Bir de F.Bahçe maçına bakalım; Hocamız Trabzon renkleriyle müthiş stresli ve agresif, kaptanımız ise acemi çaylak gibi ortalarda, kavga gürültünün içinde, hatta maçın sonunda devamla kırmızılaşıyor, imama uyan futbolcu cemaati de deli danalar gibi oraya buraya saldırıyor, eh bu ortamda hakem ve yan hakemde formsuz olunca (nedense) netice aleyhimize tecelli ediyor.
Neyse korktuğum başıma gelmedi zira bu tip hadiseli maçlardan sonra gelen ilk maçlar hep tehlikelidir, ama işte burada önce futbol şube sorumlusunu sonra Şenol Hoca’yı kutlamak gerekir, kısa zamanda futbolcularını böyle çok güçlü bir takıma karşı moralman ve fiziki olarak hazırlaması bence takdire şayan bir olay.
BJK’miz Avrupa maçlarındaki gösterdiği performansı ve moral gücünü süper ligte de gösterdiği takdirde 3. şampiyonluğu görmemek sürpriz olur.
Bu takımda bir Pepe’nin yanına, bir de yırtıcı golcü olsa inanıyorum ki şampiyon kulüpler olmasa da, UEFA’da finale kadar giderdik, tabii ki bu takım, bu iyi futbolunu devam ettirirse yine de bir final neden olmasın. Bu arada müthiş seyircimizi de unutmamak gerekir bir kere daha Avrupanın, hatta Dünyanın en iyi seyircileri olduklarını ispat ettiler, onları gönülden kutluyor ve tebrik ediyorum.

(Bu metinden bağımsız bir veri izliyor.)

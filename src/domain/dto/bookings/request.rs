//! 예약 생성/수정 요청 DTO (관리자 CRUD용)
//!
//! 일반 사용자의 예약은 결제 완료 웹훅에서만 생성됩니다.

use serde::{Deserialize, Serialize};
use validator::Validate;

/// 예약 생성 요청 DTO
#[derive(Debug, Clone, Serialize, Deserialize, Validate)]
pub struct CreateBookingRequest {
    /// 투어 ID (hex ObjectId)
    #[validate(length(min = 24, max = 24, message = "Booking must belong to a tour"))]
    pub tour: String,

    /// 사용자 ID (hex ObjectId)
    #[validate(length(min = 24, max = 24, message = "Booking must belong to a user"))]
    pub user: String,

    #[validate(range(min = 0.0, message = "Booking must have a price"))]
    pub price: f64,

    #[serde(default = "default_paid")]
    pub paid: bool,
}

fn default_paid() -> bool {
    true
}

/// 예약 수정 요청 DTO
#[derive(Debug, Clone, Serialize, Deserialize, Validate)]
pub struct UpdateBookingRequest {
    #[validate(range(min = 0.0, message = "Booking must have a price"))]
    pub price: Option<f64>,

    pub paid: Option<bool>,
}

Bu hafta Trabzon maçı çok önemli, bize karşı Ersun Hoca’nın oyuncularını çok sert oynatacağını tahmin ettiğim bu maçta yine sinirlenirsek işimiz zor olur, ama Hocamız bu sefer kendi takımına karşı oynayacağı için agresif tavırlarını kontrol altında tutacağı için futbolcularına hakim olacağını umuyorum .
Başarılı bir lig ve şampiyon kulüpler maçları diliyorum.